Interpretatie tenlastelegging

De rechtbank merkt op dat verdachte onder 1. primair poging tot doodslag en – kennelijk abusievelijk – impliciet subsidiair poging tot zware mishandeling ten laste is gelegd. Immers, verdachte is onder 1. subsidiair ook poging tot zware mishandeling ten laste gelegd. De rechtbank zal de tenlastelegging aldus lezen dat verdachte onder 1. primair slechts poging tot doodslag is ten laste gelegd en onder 1. subsidiair poging zware mishandeling.

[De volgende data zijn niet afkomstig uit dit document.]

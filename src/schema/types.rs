//! Operation descriptor types
//!
//! Descriptors are created at compile time and immutable thereafter.

use crate::types::Method;

/// Authorization requirement of an operation
///
/// Mirrors the schema's tri-state token field: no token needed, any valid
/// token, or a token holding a specific permission scope.
#[derive(Debug, Clone, Copy, PartialEq, Eq)]
pub enum Auth {
    /// No token required; the Authorization header is never sent
    None,
    /// A valid token of any scope is required
    AnyToken,
    /// A token holding the named permission scope is required
    Scope(&'static str),
}

impl Auth {
    /// Whether this operation wants credentials attached when available
    pub fn required(self) -> bool {
        !matches!(self, Auth::None)
    }

    /// The named scope, if this operation requires a specific one
    pub fn scope(self) -> Option<&'static str> {
        match self {
            Auth::Scope(scope) => Some(scope),
            _ => None,
        }
    }
}

/// Definition of one request parameter
#[derive(Debug, Clone, Copy, PartialEq, Eq)]
pub struct Parameter {
    /// Parameter name as sent on the wire
    pub name: &'static str,
    /// Human-readable description
    pub description: &'static str,
    /// Declared type name from the schema (e.g. `string`, `number`)
    pub type_name: &'static str,
    /// Whether the parameter must be supplied
    pub required: bool,
    /// Default value applied when an optional parameter is omitted
    pub default: Option<&'static str>,
}

/// One declared response shape of an operation
#[derive(Debug, Clone, Copy, PartialEq, Eq)]
pub struct ResponseShape {
    /// HTTP status code this shape is returned with
    pub status: u16,
    /// Declared type name from the schema
    pub type_name: &'static str,
}

/// Immutable definition of one API call
#[derive(Debug, Clone, Copy, PartialEq, Eq)]
pub struct Operation {
    /// Dotted operation name (e.g. `newsletters.list`)
    pub name: &'static str,
    /// Human-readable description
    pub description: &'static str,
    /// HTTP method
    pub method: Method,
    /// URL path template with `:name` placeholders
    pub path: &'static str,
    /// Parameters substituted into the path template
    pub path_params: &'static [Parameter],
    /// Parameters appended to the query string
    pub query_params: &'static [Parameter],
    /// Parameters sent in the request body
    pub body_params: &'static [Parameter],
    /// Declared response shapes, keyed by status code
    pub returns: &'static [ResponseShape],
    /// Authorization requirement
    pub auth: Auth,
}

impl Operation {
    /// Look up a parameter definition by name across all three groups
    pub fn parameter(&self, name: &str) -> Option<&'static Parameter> {
        self.path_params
            .iter()
            .chain(self.query_params)
            .chain(self.body_params)
            .find(|p| p.name == name)
    }

    /// Whether the schema declares a response for the given status
    pub fn declares_status(&self, status: u16) -> bool {
        self.returns.iter().any(|r| r.status == status)
    }

    /// The declared success (2xx) response shape, if any
    pub fn success_shape(&self) -> Option<&'static ResponseShape> {
        self.returns.iter().find(|r| (200..300).contains(&r.status))
    }
}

Beoordeling van het bewijs

Standpunt van de officier van justitie
De officier van justitie heeft veroordeling gevorderd voor het onder 1. primair, 2., 3., 4. en 5. ten laste gelegde. Daartoe heeft zij aangevoerd dat, ondanks dat verdachte heel stellig is in zijn ontkenning, op basis van de verklaringen van getuigen wettig en overtuigend kan worden bewezen dat verdachte, samen met zijn zoon, aangever [slachtoffer 1] heeft geslagen en geschopt tegen zijn hoofd en lichaam. Ook de bedreiging van aangever [slachtoffer 1] met een kapot geslagen bierflesje en de mishandeling van [slachtoffer 2] , [slachtoffer 3] en [slachtoffer 4] kunnen op grond van deze getuigenverklaringen wettig en overtuigend worden bewezen. De verklaringen van de getuigen passen bij de verklaring van verdachte dat bij hem een knop om ging.

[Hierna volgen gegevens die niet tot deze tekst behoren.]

//! Wire models for API schema v5.12.0
//!
//! Every struct mirrors one response shape declared in the schema. Date
//! fields are ISO-8601 strings on the wire and revive to [`DateTime<Utc>`]
//! on decode via [`crate::response::dates`].

use crate::response::dates;
use chrono::{DateTime, Utc};
use serde::{Deserialize, Serialize};
use std::collections::HashMap;

// ============================================================================
// Error Body
// ============================================================================

/// Declared error codes
pub mod codes {
    /// A request field failed validation
    pub const INVALID_DATA: &str = "INVALID_DATA";
    /// The addressed resource does not exist
    pub const RESOURCE_NOT_FOUND: &str = "RESOURCE_NOT_FOUND";
    /// The request conflicts with existing state
    pub const CONFLICT: &str = "CONFLICT";
    /// The addressed resource cannot be modified
    pub const MODIFICATION_NOT_ALLOWED: &str = "MODIFICATION_NOT_ALLOWED";
    /// Missing or invalid credentials
    pub const UNAUTHORIZED: &str = "UNAUTHORIZED";
    /// The token lacks the required scope
    pub const NO_PERMISSION: &str = "NO_PERMISSION";
    /// The caller's IP address was rejected
    pub const IP_REJECTED: &str = "IP_REJECTED";
    /// Too many requests; retry hints are in the response headers
    pub const RATE_LIMITED: &str = "RATE_LIMITED";
    /// The API is temporarily down for maintenance
    pub const MAINTENANCE: &str = "MAINTENANCE";
    /// Unexpected server-side failure
    pub const INTERNAL_SERVER_ERROR: &str = "INTERNAL_SERVER_ERROR";
}

/// Per-field validation message: either a message for the field itself or
/// messages for its nested fields
#[derive(Debug, Clone, PartialEq, Eq, Serialize, Deserialize)]
#[serde(untagged)]
pub enum FieldError {
    /// Message for the field itself
    Message(String),
    /// Messages for nested fields
    Nested(HashMap<String, String>),
}

/// An API error response body
#[derive(Debug, Clone, PartialEq, Eq, Serialize, Deserialize)]
pub struct ApiErrorBody {
    /// A human-readable description of this error
    pub message: String,
    /// Error code
    pub code: String,
    /// Affected request fields, keyed by input parameter name
    #[serde(default)]
    pub fields: HashMap<String, FieldError>,
}

// ============================================================================
// Newsletters
// ============================================================================

/// A data field that is required to subscribe to a newsletter
#[derive(Debug, Clone, PartialEq, Eq, Serialize, Deserialize)]
pub struct NewsletterData {
    /// The name of the field
    pub name: String,
    /// Description of the field
    pub description: Option<String>,
    /// The type of data (`string`, `number` or `boolean`)
    #[serde(rename = "type")]
    pub data_type: String,
    /// Whether this field is required
    pub required: bool,
}

/// A newsletter that can be subscribed to
#[derive(Debug, Clone, PartialEq, Eq, Serialize, Deserialize)]
pub struct Newsletter {
    /// The unique identifier for this newsletter
    pub id: String,
    /// The name of this newsletter
    pub name: String,
    /// Additional data that is required to subscribe
    pub data: HashMap<String, NewsletterData>,
}

/// A subscription to a newsletter
#[derive(Debug, Clone, PartialEq, Eq, Serialize, Deserialize)]
pub struct NewsletterSubscription {
    /// The ID of the subscription. Can be used to unsubscribe.
    pub id: String,
    /// The email address of the subscriber
    pub email: String,
    /// The ID of the newsletter that was subscribed to
    pub newsletter: String,
}

/// A newsletter subscription with a creation date
#[derive(Debug, Clone, PartialEq, Eq, Serialize, Deserialize)]
pub struct DatedNewsletterSubscription {
    /// The ID of the subscription. Can be used to unsubscribe.
    pub id: String,
    /// The email address of the subscriber
    pub email: String,
    /// The ID of the newsletter that was subscribed to
    pub newsletter: String,
    /// The date the subscription was created
    #[serde(with = "dates")]
    pub date: DateTime<Utc>,
}

// ============================================================================
// Tokens
// ============================================================================

/// Additional metadata about a token
#[derive(Debug, Clone, Default, PartialEq, Eq, Serialize, Deserialize)]
pub struct TokenMetadata {
    /// A user-supplied note for this token
    pub note: Option<String>,
}

/// An authentication token
#[derive(Debug, Clone, PartialEq, Eq, Serialize, Deserialize)]
pub struct Token {
    /// The ID or key of the token
    pub id: String,
    /// Date and time when this token was created
    #[serde(with = "dates")]
    pub created: DateTime<Utc>,
    /// Date and time when this token expires. Null if it never expires.
    #[serde(with = "dates::optional")]
    pub expires: Option<DateTime<Utc>>,
    /// Permission scopes that this token holds
    pub permissions: Vec<String>,
    /// Set when this token is for internal use only, e.g. to power a
    /// session — i.e. it was not created by the client
    pub internal: Option<String>,
    /// Additional metadata about this token
    #[serde(default)]
    pub metadata: TokenMetadata,
}

/// A token without its `permissions` field
#[derive(Debug, Clone, PartialEq, Eq, Serialize, Deserialize)]
pub struct PartialToken {
    /// The ID or key of the token
    pub id: String,
    /// Date and time when this token was created
    #[serde(with = "dates")]
    pub created: DateTime<Utc>,
    /// Date and time when this token expires. Null if it never expires.
    #[serde(with = "dates::optional")]
    pub expires: Option<DateTime<Utc>>,
    /// Set when this token is for internal use only
    pub internal: Option<String>,
    /// Additional metadata about this token
    #[serde(default)]
    pub metadata: TokenMetadata,
}

/// A recent API request made with a token, in list form
#[derive(Debug, Clone, PartialEq, Eq, Serialize, Deserialize)]
pub struct ShortRequest {
    /// The ID of the request
    pub id: String,
    /// The HTTP method of the request
    pub method: String,
    /// The URL scheme of the request
    pub scheme: String,
    /// The host the request was made to
    pub host: String,
    /// The request path including the query string
    pub url: String,
    /// The status code the request was answered with
    pub status: u16,
    /// The IP address the request was made from
    pub ip: String,
    /// Date and time when the request was made
    #[serde(with = "dates")]
    pub date: DateTime<Utc>,
}

/// A recent API request with full details
#[derive(Debug, Clone, PartialEq, Eq, Serialize, Deserialize)]
pub struct RequestDetails {
    /// The ID of the request
    pub id: String,
    /// The HTTP method of the request
    pub method: String,
    /// The URL scheme of the request
    pub scheme: String,
    /// The host the request was made to
    pub host: String,
    /// The request path including the query string
    pub url: String,
    /// The status code the request was answered with
    pub status: u16,
    /// The IP address the request was made from
    pub ip: String,
    /// Date and time when the request was made
    #[serde(with = "dates")]
    pub date: DateTime<Utc>,
    /// Request headers, with sensitive values redacted by the server
    #[serde(default)]
    pub headers: HashMap<String, String>,
    /// The request body, if one was recorded
    pub body: Option<String>,
}

// ============================================================================
// Auth & Account
// ============================================================================

/// A newly created session
#[derive(Debug, Clone, PartialEq, Eq, Serialize, Deserialize)]
pub struct Session {
    /// Session token. Also returned in the `Set-Cookie` header.
    pub session: String,
}

/// Details of the authenticated account
#[derive(Debug, Clone, PartialEq, Eq, Serialize, Deserialize)]
pub struct AccountDetails {
    /// The unique identifier of the account
    pub id: String,
    /// Whether a password is set on the account
    pub password: bool,
    /// The group this account belongs to
    pub group: String,
    /// Permission scopes held by the account
    #[serde(default)]
    pub permissions: Vec<String>,
}

/// Identity of the authenticated account
#[derive(Debug, Clone, PartialEq, Eq, Serialize, Deserialize)]
pub struct AccountIdentity {
    /// The account's unique username
    pub username: String,
    /// The account's full name, if set
    pub name: Option<String>,
}

/// An e-mail address registered on the account
#[derive(Debug, Clone, PartialEq, Eq, Serialize, Deserialize)]
pub struct AccountEmail {
    /// The ID of the e-mail address
    pub id: String,
    /// The e-mail address, hidden unless the token may read it
    pub address: Option<String>,
    /// Whether this address is the account's primary address
    pub primary: bool,
    /// Whether this address has been verified
    pub verified: bool,
}

/// The account's primary e-mail address, with the date it was added
#[derive(Debug, Clone, PartialEq, Eq, Serialize, Deserialize)]
pub struct DatedPrimaryEmail {
    /// The ID of the e-mail address
    pub id: String,
    /// The e-mail address, hidden unless the token may read it
    pub address: Option<String>,
    /// Whether this address has been verified
    pub verified: bool,
    /// Date and time when this address was added to the account
    #[serde(with = "dates")]
    pub date: DateTime<Utc>,
}

/// A permission scope with a user-friendly description
#[derive(Debug, Clone, PartialEq, Eq, Serialize, Deserialize)]
pub struct Permission {
    /// The permission scope string
    pub permission: String,
    /// User-friendly description of the permission
    pub description: String,
    /// Additional note about the permission, if any
    pub note: Option<String>,
    /// The group this permission belongs to, if any
    pub group: Option<String>,
}

// ============================================================================
// Projects
// ============================================================================

/// A project
#[derive(Debug, Clone, PartialEq, Eq, Serialize, Deserialize)]
pub struct Project {
    /// The unique identifier of the project
    pub id: String,
    /// Project name
    pub name: String,
    /// The ID of the user that owns this project
    pub user: String,
}

// ============================================================================
// Version Probe
// ============================================================================

/// Version information reported by the API root
#[derive(Debug, Clone, PartialEq, Eq, Serialize, Deserialize)]
pub struct VersionInfo {
    /// The API version the server is running
    pub version: String,
}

Standpunt van de verdediging
De raadsman heeft betoogd dat verdachte moet worden vrijgesproken van het onder 1. primair en subsidiair, 2., 3. en 4 ten laste gelegde. Voorts heeft de raadsman betoogd dat er geen sprake was van medeplegen, nu er geen sprake was van gezamenlijk handelen. De raadsman heeft aangevoerd dat de verklaring van aangever [slachtoffer 1] en de getuigenverklaringen van de broers van aangever en [getuige 1] ongeloofwaardig zijn. Verdachte heeft uit frustratie een aantal klappen uitgedeeld aan aangever [slachtoffer 1] . Uit het slaan, in combinatie met het geringe letsel bij aangever [slachtoffer 1] , kan niet worden afgeleid dat er sprake was van opzet op de dood of zwaar lichamelijk letsel. Ten aanzien van het onder 2. ten laste gelegde heeft de raadsman aangevoerd dat het enkel vasthouden van een kapot bierflesje geen bedreiging is met een misdrijf tegen het leven gericht. Ten aanzien van het onder 3. ten laste gelegde heeft de raadsman aangevoerd dat uit de diverse getuigenverklaringen niet ondubbelzinnig blijkt dat het verdachte is geweest die [slachtoffer 2] zou hebben geduwd. Ten aanzien van het onder 4. ten laste gelegde heeft de raadsman aangevoerd dat de tenlastelegging niet duidelijk is over welke gedragingen ten aanzien van wie zouden zijn gepleegd en voorts dat de verklaringen van [slachtoffer 3] en [slachtoffer 4] niet door getuigen worden ondersteund. Bovendien heeft de forensisch arts met betrekking tot het letsel van [slachtoffer 3] aangegeven dat er geen zichtbaar letsel was en dat het bestaan van letsel dubieus was. De raadsman acht alleen het onder 1. meer subsidiair en 5. ten laste gelegde wettig en overtuigend te bewijzen.
Oordeel van de rechtbank
De rechtbank stelt op grond van de hierna te noemen bewijsmiddelen [1] die de daartoe redengevende feiten en omstandigheden bevatten, ten aanzien van het ten laste gelegde het volgende vast.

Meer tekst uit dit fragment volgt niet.